Bilimin geldiği bu aşamada, depremin nerelerde ve ne boyutta gerçekleşeceğini artık biliyoruz. “Şimdilik” bilemediğimiz tek şey ne zaman olacağını günü gününe tarihlendirememektir.
Ülkemizin geneli incelendiğinde, küçük bir kısmı hariç bir deprem ülkesi olduğumuz gerçeği ile karşı karşıyayız. O halde tüm bilim insanlarımızı seferber ederek ülkemizin her metrekaresinin depremselliğini ortaya koymalı, kapsamlı ve katılımcı bir planlama ile tarım, orman ve diğer alanları belirledikten sonra konut ve iş yerlerini tespit etmeli, her yer için ayrıntılı bir yapı tekniğini ortaya koymalı ve bunu hiçbir taviz vermeksizin uygulamalıyız.
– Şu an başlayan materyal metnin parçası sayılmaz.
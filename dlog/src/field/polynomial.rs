//! Polynomials over `GF(2^t)`.

use super::{Gf2t, Gf2tElement};
use crate::errors::Error;

/// A polynomial represented by its coefficient vector, lowest degree first.
///
/// The vector is kept at the length it was built with, so a polynomial
/// interpolated through `n` points always carries `n` coefficients even when
/// the leading ones vanish.
#[derive(Clone, Debug, PartialEq, Eq)]
pub struct Polynomial {
    coefficients: Vec<Gf2tElement>,
}

impl Polynomial {
    /// Build a polynomial from its coefficients; `coefficients[i]` belongs to
    /// `x^i`.
    pub fn new(coefficients: Vec<Gf2tElement>) -> Self {
        Self { coefficients }
    }

    /// The polynomial `P(x) = c`.
    pub fn constant(c: Gf2tElement) -> Self {
        Self::new(vec![c])
    }

    /// The coefficient vector.
    pub fn coefficients(&self) -> &[Gf2tElement] {
        &self.coefficients
    }

    /// Number of stored coefficients.
    pub fn len(&self) -> usize {
        self.coefficients.len()
    }

    /// Whether no coefficients are stored.
    pub fn is_empty(&self) -> bool {
        self.coefficients.is_empty()
    }

    /// Index of the highest nonzero coefficient, zero for a constant.
    pub fn degree(&self) -> usize {
        self.coefficients
            .iter()
            .rposition(|c| !c.is_zero())
            .unwrap_or(0)
    }

    /// Evaluate the polynomial at `at`.
    pub fn eval(&self, field: &Gf2t, at: Gf2tElement) -> Gf2tElement {
        // Horner's rule
        self.coefficients
            .iter()
            .rev()
            .fold(field.zero(), |acc, c| field.add(field.mul(acc, at), *c))
    }

    /// The unique polynomial with `points.len()` coefficients passing through
    /// every `(x, y)` in `points`.
    pub fn interpolate(field: &Gf2t, points: &[(Gf2tElement, Gf2tElement)]) -> Result<Self, Error> {
        if points.is_empty() {
            return Err(Error::InvalidInput(
                "interpolation needs at least one point".to_string(),
            ));
        }
        let mut out = vec![field.zero(); points.len()];
        for (j, (xj, yj)) in points.iter().enumerate() {
            // Basis polynomial prod_{m != j} (x - x_m) / (x_j - x_m).
            // Subtraction is addition in characteristic two.
            let mut basis = vec![field.one()];
            let mut denominator = field.one();
            for (m, (xm, _)) in points.iter().enumerate() {
                if m == j {
                    continue;
                }
                if xm == xj {
                    return Err(Error::InvalidInput(format!(
                        "duplicate interpolation point {:#x}",
                        xj.value()
                    )));
                }
                basis = mul_linear(field, &basis, *xm);
                denominator = field.mul(denominator, field.add(*xj, *xm));
            }
            let scale = field.mul(*yj, field.inverse(denominator)?);
            for (o, b) in out.iter_mut().zip(basis.iter()) {
                *o = field.add(*o, field.mul(*b, scale));
            }
        }
        Ok(Self::new(out))
    }
}

/// `p(x) * (x + c)`
fn mul_linear(field: &Gf2t, p: &[Gf2tElement], c: Gf2tElement) -> Vec<Gf2tElement> {
    let mut out = vec![field.zero(); p.len() + 1];
    for (i, coeff) in p.iter().enumerate() {
        out[i + 1] = field.add(out[i + 1], *coeff);
        out[i] = field.add(out[i], field.mul(*coeff, c));
    }
    out
}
Bunu en iyi şekilde yerine getiren ülkelerin deneyimlerinden de mutlaka yararlanmalıyız.
GEÇTİĞİMİZ YÜZYILDA MEYDANA GELEN ERZURUM, ERZİNCAN, BİNGÖL, DİYARBAKIR, VAN VE MARMARA DEPREMLERİNİ UNUTURSAK KAHRAMANMARAŞ MERKEZLİ DEPREMLERDE NİYE BU KADAR CAN VE MAL KAYBI YAŞADIĞIMIZI ANLARIZ.
Büyük ATATÜRK, “Dünyada her şey için, maddiyat için, maneviyat için, başarı için en hakiki mürşit ilimdir, fendir. İlim ve fennin haricinde mürşit aramak gaflettir, cehalettir, delalettir…” demiştir. Büyük Önderimizin bu muhteşem vizyonundan uzaklaşmamalıyız.
Bu bakış açısıyla Marmara Depreminde ve diğer depremlerde hayatlarını kaybedenleri bir kez daha rahmetle anıyoruz. Mekanları cennet olsun.